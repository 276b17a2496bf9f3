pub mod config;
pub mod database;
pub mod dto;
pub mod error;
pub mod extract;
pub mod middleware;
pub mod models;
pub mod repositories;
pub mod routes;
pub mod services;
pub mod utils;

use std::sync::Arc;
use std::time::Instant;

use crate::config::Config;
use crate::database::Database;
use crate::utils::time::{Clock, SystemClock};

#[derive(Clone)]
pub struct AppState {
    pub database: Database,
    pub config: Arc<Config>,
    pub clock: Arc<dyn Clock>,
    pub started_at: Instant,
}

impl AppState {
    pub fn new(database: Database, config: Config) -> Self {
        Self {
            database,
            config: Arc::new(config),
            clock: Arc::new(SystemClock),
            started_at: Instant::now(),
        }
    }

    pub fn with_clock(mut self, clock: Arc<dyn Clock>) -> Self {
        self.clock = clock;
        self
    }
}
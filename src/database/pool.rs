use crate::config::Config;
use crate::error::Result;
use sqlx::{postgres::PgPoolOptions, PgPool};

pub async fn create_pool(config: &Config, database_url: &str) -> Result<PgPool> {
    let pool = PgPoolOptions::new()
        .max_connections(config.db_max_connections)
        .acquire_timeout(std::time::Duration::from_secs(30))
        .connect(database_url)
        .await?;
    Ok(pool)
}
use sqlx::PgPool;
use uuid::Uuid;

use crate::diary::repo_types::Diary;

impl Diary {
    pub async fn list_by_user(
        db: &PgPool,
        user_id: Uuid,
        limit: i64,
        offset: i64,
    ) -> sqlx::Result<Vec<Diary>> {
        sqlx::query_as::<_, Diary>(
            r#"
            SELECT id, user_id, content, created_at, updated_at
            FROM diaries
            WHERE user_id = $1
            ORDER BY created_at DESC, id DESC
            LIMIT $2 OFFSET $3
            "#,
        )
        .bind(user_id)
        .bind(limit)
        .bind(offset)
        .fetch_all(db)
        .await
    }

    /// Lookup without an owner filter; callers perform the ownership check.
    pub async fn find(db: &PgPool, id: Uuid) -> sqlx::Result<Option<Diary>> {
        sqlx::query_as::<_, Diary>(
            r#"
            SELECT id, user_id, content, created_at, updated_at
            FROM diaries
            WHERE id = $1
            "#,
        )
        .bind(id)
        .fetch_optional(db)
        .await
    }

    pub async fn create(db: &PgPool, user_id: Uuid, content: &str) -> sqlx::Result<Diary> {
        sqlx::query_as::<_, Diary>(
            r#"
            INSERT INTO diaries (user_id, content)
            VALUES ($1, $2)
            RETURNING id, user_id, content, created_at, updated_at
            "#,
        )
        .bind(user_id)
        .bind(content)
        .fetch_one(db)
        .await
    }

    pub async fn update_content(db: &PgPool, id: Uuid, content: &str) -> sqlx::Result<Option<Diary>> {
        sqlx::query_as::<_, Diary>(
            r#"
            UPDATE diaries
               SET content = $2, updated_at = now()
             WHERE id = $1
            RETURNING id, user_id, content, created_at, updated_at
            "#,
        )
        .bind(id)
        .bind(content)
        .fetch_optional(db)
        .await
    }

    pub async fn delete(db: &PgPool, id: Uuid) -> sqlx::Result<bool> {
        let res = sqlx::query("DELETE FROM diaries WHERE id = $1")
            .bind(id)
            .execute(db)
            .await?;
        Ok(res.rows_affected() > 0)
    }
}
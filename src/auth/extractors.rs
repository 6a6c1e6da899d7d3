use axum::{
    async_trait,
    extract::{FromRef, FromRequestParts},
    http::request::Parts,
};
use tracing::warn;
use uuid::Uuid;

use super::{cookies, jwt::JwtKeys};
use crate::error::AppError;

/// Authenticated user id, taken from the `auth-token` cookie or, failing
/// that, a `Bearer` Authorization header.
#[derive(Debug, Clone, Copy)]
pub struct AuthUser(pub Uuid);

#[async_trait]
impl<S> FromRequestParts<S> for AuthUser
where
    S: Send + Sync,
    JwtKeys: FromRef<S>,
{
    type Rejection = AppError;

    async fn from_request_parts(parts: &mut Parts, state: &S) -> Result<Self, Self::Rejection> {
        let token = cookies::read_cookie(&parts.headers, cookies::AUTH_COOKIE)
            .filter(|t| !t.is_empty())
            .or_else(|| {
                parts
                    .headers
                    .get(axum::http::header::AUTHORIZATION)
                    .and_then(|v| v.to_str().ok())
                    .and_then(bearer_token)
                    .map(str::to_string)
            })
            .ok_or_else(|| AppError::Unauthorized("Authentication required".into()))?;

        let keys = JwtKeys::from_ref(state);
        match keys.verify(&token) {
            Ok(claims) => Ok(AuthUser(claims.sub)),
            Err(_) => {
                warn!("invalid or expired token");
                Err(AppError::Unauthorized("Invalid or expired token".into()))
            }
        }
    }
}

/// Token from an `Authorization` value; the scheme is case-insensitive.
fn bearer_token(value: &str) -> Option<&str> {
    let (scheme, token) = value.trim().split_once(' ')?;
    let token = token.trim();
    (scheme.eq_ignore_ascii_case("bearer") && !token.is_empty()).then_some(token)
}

# BRIEF
What are the lines, exactly as written above, from the line with "content: &str) -> sqlx::Result<Option<Diary>>" to the line with "filename src/auth/extractors.rs", both included? Output only those.

# RESULT BELOW
    pub async fn update_content(db: &PgPool, id: Uuid, content: &str) -> sqlx::Result<Option<Diary>> {
        sqlx::query_as::<_, Diary>(
            r#"
            UPDATE diaries
               SET content = $2, updated_at = now()
             WHERE id = $1
            RETURNING id, user_id, content, created_at, updated_at
            "#,
        )
        .bind(id)
        .bind(content)
        .fetch_optional(db)
        .await
    }

    pub async fn delete(db: &PgPool, id: Uuid) -> sqlx::Result<bool> {
        let res = sqlx::query("DELETE FROM diaries WHERE id = $1")
            .bind(id)
            .execute(db)
            .await?;
        Ok(res.rows_affected() > 0)
    }
}
filename src/auth/extractors.rs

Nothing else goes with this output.